Wenn eine Infektion mit Erregern endgueltig ist, sobald sie erfolgt ist, muss eine ganz andere Klasse von Verhaltensregeln greifen als simples Haendewaschen, koennte oder sollte mal. Dann gibt es Tabus, Scheu, Abscheu, Ausgrenzung, unueberwindlichen Ekel. Und solches Zeug.

Wenn es also keine langfristig betrachtet wirksamen Antibiotika gibt, dann kommt nach Jahrzehnten der Freiheit wieder eine Zeit ziemlich altmodischer Dinge. Der Fokus wird mehr dahin gehen, den Koerper (bzw. den Menschen) zu kraeftigen, als die Symptome einer aktuellen Krankheut moeglichst schnell wegzukriegen. Also z.B. vielleicht weniger Vertrauen in Impfungen gegen statische Krankheiten, dafuer mehr Ansammeln von Resistenzen gegen den mutierenden Gegner. Vielleicht kommen sogar wieder Schlaf, Hygieneregeln (weisse Schuerzen und Kopftuecher!), Obst und zum Beispiel Spaziergaenge oder regelmaessige stressmindernde, staerkende Individual- oder Gruppenrituale in Mode. Und eine interne Zone (Familie) samt Firewall (Abstand, Sitten) gegen Viren (samt Demilitarized Zone, vulgo gute Stube)?

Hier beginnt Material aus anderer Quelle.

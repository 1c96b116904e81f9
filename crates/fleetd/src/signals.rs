//! Signal handling for graceful orchestrator shutdown.
//!
//! Cross-platform signal handling so the daemon can kill its worker
//! processes and drain the proxy before exiting.

use tokio::signal;
use tracing::info;

/// Waits for a termination signal (SIGINT/SIGTERM on Unix; Ctrl+C on
/// Windows).
///
/// Returns `Ok(())` when a shutdown signal is received, or an error if
/// signal handler setup failed.
pub async fn wait_for_shutdown() -> anyhow::Result<()> {
    #[cfg(unix)]
    {
        use signal::unix::{signal, SignalKind};

        let mut sigint = signal(SignalKind::interrupt())?;
        let mut sigterm = signal(SignalKind::terminate())?;

        tokio::select! {
            _ = sigint.recv() => {
                info!("Received SIGINT");
            }
            _ = sigterm.recv() => {
                info!("Received SIGTERM");
            }
        }
    }

    #[cfg(windows)]
    {
        signal::ctrl_c().await?;
        info!("Received Ctrl+C");
    }

    Ok(())
}
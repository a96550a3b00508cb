//! Axis-separated collision resolution against static platforms.
//!
//! The vertical axis is resolved completely before the horizontal one. Each
//! overlapping platform is handled independently in enumeration order, so the
//! last platform to correct a position wins.

use crate::entities::{Body, Platform};

/// What the vertical phase ran into this frame.
#[derive(Clone, Copy, Debug, Default, PartialEq, Eq)]
pub struct VerticalContact {
    /// Fell onto a platform top.
    pub landed: bool,
    /// Rose into a platform bottom.
    pub bumped: bool,
}

/// Apply gravity, move along y, and push the body out of any platform it now
/// overlaps. `vy` is zeroed on contact.
pub fn vertical_phase(body: &mut Body, gravity: f32, platforms: &[Platform]) -> VerticalContact {
    body.vy += gravity;
    body.y += body.vy;

    let mut contact = VerticalContact::default();
    for plat in platforms {
        if !body.overlaps(&plat.body) {
            continue;
        }
        if body.vy > 0.0 {
            body.y = plat.body.y - body.h;
            body.vy = 0.0;
            contact.landed = true;
        } else if body.vy < 0.0 {
            body.y = plat.body.bottom();
            body.vy = 0.0;
            contact.bumped = true;
        }
    }
    contact
}

/// Move along x and push the body out sideways. Velocity is left untouched;
/// returns whether any platform was hit so callers can react (enemies turn
/// around, the player just stops).
pub fn horizontal_phase(body: &mut Body, platforms: &[Platform]) -> bool {
    body.x += body.vx;

    let mut hit = false;
    for plat in platforms {
        if !body.overlaps(&plat.body) {
            continue;
        }
        if body.vx > 0.0 {
            body.x = plat.body.x - body.w;
            hit = true;
        } else if body.vx < 0.0 {
            body.x = plat.body.right();
            hit = true;
        }
    }
    hit
}
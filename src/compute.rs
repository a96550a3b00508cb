//! Session orchestration.
//!
//! Every public function takes an immutable reference to the current
//! `GameState` (plus the config and, where a level is generated, an RNG) and
//! returns a brand-new `GameState`. Randomness only enters through the
//! injected RNG, so a seeded RNG replays a session exactly.

use rand::Rng;

use crate::config::{CarryOver, Config};
use crate::entities::{
    Body, Camera, GameEvent, GameState, InputSnapshot, ItemKind, PlatformKind, PlayerState,
    SessionState, SizeState, Sprite,
};
use crate::player::Damage;
use crate::{enemy, level, player};

// ── Constructors ─────────────────────────────────────────────────────────────

/// A new session sitting at the menu, with level 1 already built.
pub fn new_session(config: &Config, rng: &mut impl Rng) -> GameState {
    let mut state = build_level(1, player::spawn(config), config, rng);
    state.status = SessionState::Menu;
    state
}

/// Leave the menu and start playing.
pub fn start(state: &GameState) -> GameState {
    match state.status {
        SessionState::Menu => GameState {
            status: SessionState::Playing,
            events: Vec::new(),
            ..state.clone()
        },
        _ => state.clone(),
    }
}

fn build_level(
    level_number: u32,
    mut player: PlayerState,
    config: &Config,
    rng: &mut impl Rng,
) -> GameState {
    let columns = level::columns_for(level_number, &config.level);
    let grid = level::generate(columns, config.level.rows, &config.level, rng);
    let entities = level::build(&grid, config);
    let level_width = columns as f32 * config.level.tile_size;

    tracing::info!(
        level = level_number,
        columns,
        platforms = entities.platforms.len(),
        enemies = entities.enemies.len(),
        items = entities.items.len(),
        "level built"
    );
    tracing::trace!(grid = ?grid.rows(), "level layout");

    player.body.x = config.player.spawn_x;
    player.body.y = config.player.spawn_y;
    player.body.vx = 0.0;
    player.body.vy = 0.0;

    let mut camera = Camera::new(level_width, config.session.view_width);
    camera.update(&player.body);

    GameState {
        player,
        platforms: entities.platforms,
        enemies: entities.enemies,
        items: entities.items,
        camera,
        level_number,
        level_width,
        status: SessionState::Playing,
        frame: 0,
        events: Vec::new(),
    }
}

// ── Level transitions ────────────────────────────────────────────────────────

/// Build the next, wider level after a clear.
///
/// The player returns to the spawn point at rest. Whether score, size and
/// invincibility come along depends on `session.carry_over`.
pub fn advance_level(state: &GameState, config: &Config, rng: &mut impl Rng) -> GameState {
    if state.status != SessionState::LevelCleared {
        return state.clone();
    }

    let player = match config.session.carry_over {
        CarryOver::Persist => state.player.clone(),
        CarryOver::Reset => player::spawn(config),
    };
    let next = build_level(state.level_number + 1, player, config, rng);
    GameState {
        frame: state.frame,
        ..next
    }
}

// ── Per-frame tick ───────────────────────────────────────────────────────────

/// Advance the simulation by one frame. Only a `Playing` session moves; any
/// other state comes back unchanged apart from the event list being cleared.
pub fn tick(state: &GameState, input: &InputSnapshot, config: &Config) -> GameState {
    let mut next = GameState {
        events: Vec::new(),
        ..state.clone()
    };
    if state.status != SessionState::Playing {
        return next;
    }
    next.frame += 1;

    // ── 1. Player input & motion ─────────────────────────────────────────────
    if player::apply_input(&mut next.player, input, config) {
        next.events.push(GameEvent::Jump);
    }
    player::step(&mut next.player, &next.platforms, next.level_width, config);
    next.camera.update(&next.player.body);

    // ── 2. Enemies ───────────────────────────────────────────────────────────
    for e in &mut next.enemies {
        enemy::step(e, &next.platforms, config.physics.gravity);
    }

    // ── 3. Item pickups ──────────────────────────────────────────────────────
    let player_box = next.player.body;
    let (taken, kept): (Vec<_>, Vec<_>) = std::mem::take(&mut next.items)
        .into_iter()
        .partition(|item| player_box.overlaps(&item.body));
    next.items = kept;
    for item in taken {
        player::apply_power_up(&mut next.player, item.kind, config);
        next.events.push(GameEvent::PowerUp(item.kind));
    }

    // ── 4. Enemy contacts ────────────────────────────────────────────────────
    resolve_enemy_contacts(&mut next, config);
    if next.status == SessionState::GameOver {
        return next;
    }

    // ── 5. Finish zone ───────────────────────────────────────────────────────
    if next.player.body.x > next.level_width - config.session.finish_zone {
        tracing::info!(
            level = next.level_number,
            score = next.player.score,
            "level cleared"
        );
        next.status = SessionState::LevelCleared;
        next.events.push(GameEvent::LevelCleared);
    }

    next
}

/// Stomp or get hurt by every enemy the player touches.
///
/// Whether the player counts as falling is decided once, before any bounce, so
/// landing across two enemies stomps both.
fn resolve_enemy_contacts(state: &mut GameState, config: &Config) {
    let falling_body = state.player.body;
    let tolerance = config.physics.stomp_tolerance;
    let mut survivors = Vec::with_capacity(state.enemies.len());

    for e in std::mem::take(&mut state.enemies) {
        if state.status == SessionState::GameOver || !state.player.body.overlaps(&e.body) {
            survivors.push(e);
            continue;
        }

        if enemy::is_stomp(&falling_body, &e.body, tolerance) {
            state.player.body.vy = config.physics.stomp_bounce;
            state.player.score = state.player.score.saturating_add(config.player.stomp_score);
            state.events.push(GameEvent::Stomp);
            tracing::debug!(score = state.player.score, "enemy stomped");
            continue;
        }

        match player::take_damage(&mut state.player, config) {
            Damage::Ignored => {}
            Damage::Shrunk => state.events.push(GameEvent::Hit),
            Damage::Fatal => {
                tracing::info!(
                    level = state.level_number,
                    score = state.player.score,
                    "game over"
                );
                state.status = SessionState::GameOver;
                state.events.push(GameEvent::Hit);
                state.events.push(GameEvent::GameOver);
            }
        }
        survivors.push(e);
    }

    state.enemies = survivors;
}

// ── Rendering view ───────────────────────────────────────────────────────────

/// Every body the renderer should draw, back to front, with its sprite.
pub fn drawables(state: &GameState) -> Vec<(Body, Sprite)> {
    let platforms = state.platforms.iter().map(|p| {
        let sprite = match p.kind {
            PlatformKind::Brick => Sprite::Brick,
            PlatformKind::Pipe => Sprite::Pipe,
            PlatformKind::Flag => Sprite::Flag,
        };
        (p.body, sprite)
    });
    let items = state.items.iter().map(|i| {
        let sprite = match i.kind {
            ItemKind::Mushroom => Sprite::Mushroom,
            ItemKind::Star => Sprite::Star,
        };
        (i.body, sprite)
    });
    let enemies = state.enemies.iter().map(|e| (e.body, Sprite::Enemy));
    let player_sprite = match state.player.size {
        SizeState::Small => Sprite::PlayerSmall,
        SizeState::Big => Sprite::PlayerBig,
    };

    platforms
        .chain(items)
        .chain(enemies)
        .chain(std::iter::once((state.player.body, player_sprite)))
        .collect()
}
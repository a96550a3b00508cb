mod assets;
mod audio;
mod display;

use std::collections::HashMap;
use std::fs::File;
use std::io::{stdout, BufWriter, Write};
use std::path::PathBuf;
use std::sync::{mpsc, Mutex};
use std::thread;

use anyhow::Context;
use crossterm::{
    cursor,
    event::{
        self, Event, KeyCode, KeyEvent, KeyEventKind, KeyModifiers, KeyboardEnhancementFlags,
        PopKeyboardEnhancementFlags, PushKeyboardEnhancementFlags,
    },
    terminal, ExecutableCommand,
};
use rand::SeedableRng;
use rand_chacha::ChaCha8Rng;

use tile_runner::compute::{advance_level, new_session, start, tick};
use tile_runner::config::Config;
use tile_runner::entities::{GameState, InputSnapshot, SessionState};
use tile_runner::pacing::FramePacer;

use crate::assets::AssetCatalog;
use crate::audio::Audio;
use crate::display::Viewport;

/// Environment variable naming the log file.
const LOG_ENV: &str = "TILE_RUNNER_LOG";

/// Seconds the "level cleared" banner stays up before the next level loads.
const CLEARED_BANNER_SECS: u32 = 2;

/// A key is considered "held" if its last press/repeat event arrived within
/// this many frames. Covers terminals that don't emit key-release events: the
/// OS key-repeat rate is at least 15 Hz, so 8 frames at 60 FPS (≈133 ms) is
/// always refreshed before expiry.
const HOLD_WINDOW: u64 = 8;

/// Returns true if `key` was seen within the last `HOLD_WINDOW` frames.
fn is_held(key_frame: &HashMap<KeyCode, u64>, key: &KeyCode, frame: u64) -> bool {
    key_frame
        .get(key)
        .map(|&last| frame.saturating_sub(last) <= HOLD_WINDOW)
        .unwrap_or(false)
}

fn any_held(key_frame: &HashMap<KeyCode, u64>, keys: &[KeyCode], frame: u64) -> bool {
    keys.iter().any(|k| is_held(key_frame, k, frame))
}

/// Build this frame's input snapshot from the held-key map.
fn snapshot(key_frame: &HashMap<KeyCode, u64>, frame: u64) -> InputSnapshot {
    InputSnapshot {
        left: any_held(
            key_frame,
            &[KeyCode::Left, KeyCode::Char('a'), KeyCode::Char('A')],
            frame,
        ),
        right: any_held(
            key_frame,
            &[KeyCode::Right, KeyCode::Char('d'), KeyCode::Char('D')],
            frame,
        ),
        jump: any_held(
            key_frame,
            &[KeyCode::Up, KeyCode::Char(' '), KeyCode::Char('w'), KeyCode::Char('W')],
            frame,
        ),
    }
}

// ── Logging ───────────────────────────────────────────────────────────────────

/// The terminal is in raw mode while playing, so logs go to a file.
fn init_logging() -> anyhow::Result<PathBuf> {
    let path = std::env::var(LOG_ENV)
        .map(PathBuf::from)
        .unwrap_or_else(|_| std::env::temp_dir().join("tile_runner.log"));
    let file = File::create(&path)
        .with_context(|| format!("cannot create log file {}", path.display()))?;

    tracing_subscriber::fmt()
        .with_writer(Mutex::new(file))
        .with_ansi(false)
        .with_max_level(tracing::Level::DEBUG)
        .init();
    Ok(path)
}

// ── Menu ──────────────────────────────────────────────────────────────────────

enum MenuResult {
    Start,
    Quit,
}

const MENU_ENTRIES: [&str; 2] = ["Start Game", "Exit"];

fn show_menu<W: Write>(
    out: &mut W,
    rx: &mpsc::Receiver<Event>,
    assets: &AssetCatalog,
    view: &Viewport,
) -> std::io::Result<MenuResult> {
    let mut selected = 0usize;

    // Block until the user makes a choice
    loop {
        display::render_menu(out, &MENU_ENTRIES, selected, assets, view)?;

        let Ok(ev) = rx.recv() else {
            return Ok(MenuResult::Quit);
        };
        let Event::Key(KeyEvent { code, kind, .. }) = ev else {
            continue; // resize and friends just repaint
        };
        if kind == KeyEventKind::Release {
            continue;
        }
        match code {
            KeyCode::Up => selected = (selected + MENU_ENTRIES.len() - 1) % MENU_ENTRIES.len(),
            KeyCode::Down => selected = (selected + 1) % MENU_ENTRIES.len(),
            KeyCode::Enter => {
                return Ok(if selected == 0 {
                    MenuResult::Start
                } else {
                    MenuResult::Quit
                });
            }
            KeyCode::Char('q') | KeyCode::Char('Q') | KeyCode::Esc => {
                return Ok(MenuResult::Quit);
            }
            _ => {}
        }
    }
}

// ── Game loop ─────────────────────────────────────────────────────────────────

/// Returns `true` → quit program, `false` → back to menu.
///
/// Input model: a `key_frame` map records the frame number of the last
/// press/repeat event for every key. Each frame the keys that are still
/// "fresh" become the input snapshot handed to the simulation, so jumping
/// while running works on terminals with and without key-release events.
fn game_loop<W: Write>(
    out: &mut W,
    state: &mut GameState,
    rx: &mpsc::Receiver<Event>,
    rng: &mut ChaCha8Rng,
    env: &Env,
) -> std::io::Result<bool> {
    let config = &env.config;
    let audio = Audio::new(&env.assets, config.audio.bell);
    let mut pacer = FramePacer::new(config.session.fps);
    let banner_frames = u64::from(CLEARED_BANNER_SECS) * u64::from(config.session.fps);

    let mut key_frame: HashMap<KeyCode, u64> = HashMap::new();
    let mut frame: u64 = 0;
    let mut cleared_at: Option<u64> = None;

    loop {
        pacer.begin();
        frame += 1;

        // ── Drain all pending input events (non-blocking) ─────────────────────
        while let Ok(ev) = rx.try_recv() {
            let Event::Key(KeyEvent { code, kind, modifiers, .. }) = ev else {
                continue;
            };
            match kind {
                KeyEventKind::Press => {
                    key_frame.insert(code, frame);
                    match code {
                        KeyCode::Char('q') | KeyCode::Char('Q') | KeyCode::Esc => {
                            return Ok(true);
                        }
                        KeyCode::Char('c') if modifiers.contains(KeyModifiers::CONTROL) => {
                            return Ok(true);
                        }
                        KeyCode::Char('r') | KeyCode::Char('R')
                            if state.status == SessionState::GameOver =>
                        {
                            return Ok(false);
                        }
                        _ => {}
                    }
                }
                KeyEventKind::Repeat => {
                    key_frame.insert(code, frame);
                }
                KeyEventKind::Release => {
                    key_frame.remove(&code);
                }
            }
        }

        // ── Simulate ──────────────────────────────────────────────────────────
        match state.status {
            SessionState::Playing => {
                *state = tick(state, &snapshot(&key_frame, frame), config);
                audio.play(out, &state.events)?;
            }
            SessionState::LevelCleared => {
                let since = *cleared_at.get_or_insert(frame);
                if frame - since >= banner_frames {
                    *state = advance_level(state, config, rng);
                    cleared_at = None;
                }
            }
            SessionState::Menu | SessionState::GameOver => {}
        }

        display::render(out, state, &env.assets, &env.view, config)?;
        pacer.yield_frame();
    }
}

// ── Entry point ───────────────────────────────────────────────────────────────

/// Long-lived collaborators shared by every session.
struct Env {
    config: Config,
    assets: AssetCatalog,
    view: Viewport,
}

fn main() -> anyhow::Result<()> {
    let log_path = init_logging()?;
    let config = Config::load_or_default();
    tracing::info!(log = %log_path.display(), ?config, "starting");

    let env = Env {
        view: Viewport::from_config(&config),
        assets: AssetCatalog::load(),
        config,
    };

    let raw_out = stdout();
    let mut out = BufWriter::new(raw_out);

    terminal::enable_raw_mode().context("cannot enable raw mode")?;
    out.execute(terminal::EnterAlternateScreen)?;
    out.execute(cursor::Hide)?;

    // Request key-release (and key-repeat) events from the terminal.
    // Kitty-protocol terminals support this; others fall back gracefully.
    let keyboard_enhanced = out
        .execute(PushKeyboardEnhancementFlags(
            KeyboardEnhancementFlags::REPORT_EVENT_TYPES,
        ))
        .is_ok();

    // Dedicate a thread exclusively to blocking event reads, sending them
    // through a channel so the game loop never has to block on I/O.
    let (tx, rx) = mpsc::channel::<Event>();
    thread::spawn(move || {
        while let Ok(ev) = event::read() {
            if tx.send(ev).is_err() {
                break; // receiver dropped → program exiting
            }
        }
    });

    let result = run(&mut out, &rx, &env);

    // Always restore the terminal
    if keyboard_enhanced {
        let _ = out.execute(PopKeyboardEnhancementFlags);
    }
    let _ = out.execute(cursor::Show);
    let _ = out.execute(terminal::LeaveAlternateScreen);
    let _ = terminal::disable_raw_mode();

    if let Err(e) = &result {
        tracing::error!("{e}");
    }
    Ok(result?)
}

fn run<W: Write>(out: &mut W, rx: &mpsc::Receiver<Event>, env: &Env) -> std::io::Result<()> {
    let mut rng = match env.config.session.seed {
        Some(seed) => ChaCha8Rng::seed_from_u64(seed),
        None => ChaCha8Rng::from_entropy(),
    };

    loop {
        match show_menu(out, rx, &env.assets, &env.view)? {
            MenuResult::Quit => break,
            MenuResult::Start => {
                let mut state = start(&new_session(&env.config, &mut rng));
                let quit = game_loop(out, &mut state, rx, &mut rng, env)?;
                tracing::info!(
                    level = state.level_number,
                    score = state.player.score,
                    "session ended"
                );

                if quit {
                    break;
                }
                // Otherwise loop back to the menu
            }
        }
    }
    Ok(())
}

So, wie die Grossmaulkuehler bei Autos um 2005 schick waren und nun wieder aus der Mode kommen; so, wie sich eine Kriegs- und Nachkriegsgeneration erst ab vielleicht 1980 daran gewoehnt hat, dass alles im Ueberfluss da ist, und jetzt wird doch irgendwann das Oel teurer; so wie nach Jahrzehnten der so notwendig billigen Atomenergie sich nun die notwendige Sicherheit doch wieder meldet; genauso werden wir nach dem ersten Abgrasen der verfuegbaren Stoffgruppen bei den Medikamenten die Machbarkeit und Masse wieder gegen angepasstes Verhalten und makroskopisch bewaehrte Faustregeln eintauschen.

PS: Widerrufung
Ok, ich beuge mich den Fakten. Um gegebenenfalls mit einer Blutvergiftung zwecks Infektion fertig zu werden, nehme ich fuer mich und will ich fuer meine Familie Antibiotika. Wenn ich einen Katarrh weder vermeiden noch in angemessener Zeit beenden oder lindern konnte mit Bordmitteln (die zusammen in den letzten Jahren immer zum Ziel fuehrten), dann will ich auch etwas anderes. Aber da sind Antibiotika eher in Reih und Glied mit Eukalyptusoel, Salzloesung, Salbei oder gruenem Tee. Antibiotika sind nicht in Wirklichkeit die jederzeit bereiten Totschlagwaffen (=Antibiotika), sondern ordnen sich in das archaische menschliche Arsenal ein, das mit Augenmerk, Wissen und Mass eingesetzt werden muss. Und auf die Dauer und im Grossen wird der Nutzen und der Einsatz von A. in diesem Sinn wieder bescheidener, normaler werden. Aber ich widerrufe: natuerlich gibt es Antibiotika.

2011/06/27 – Nachtrag: Zeit online schrieb mitte 2010 ueber das Ende der Antibiotika.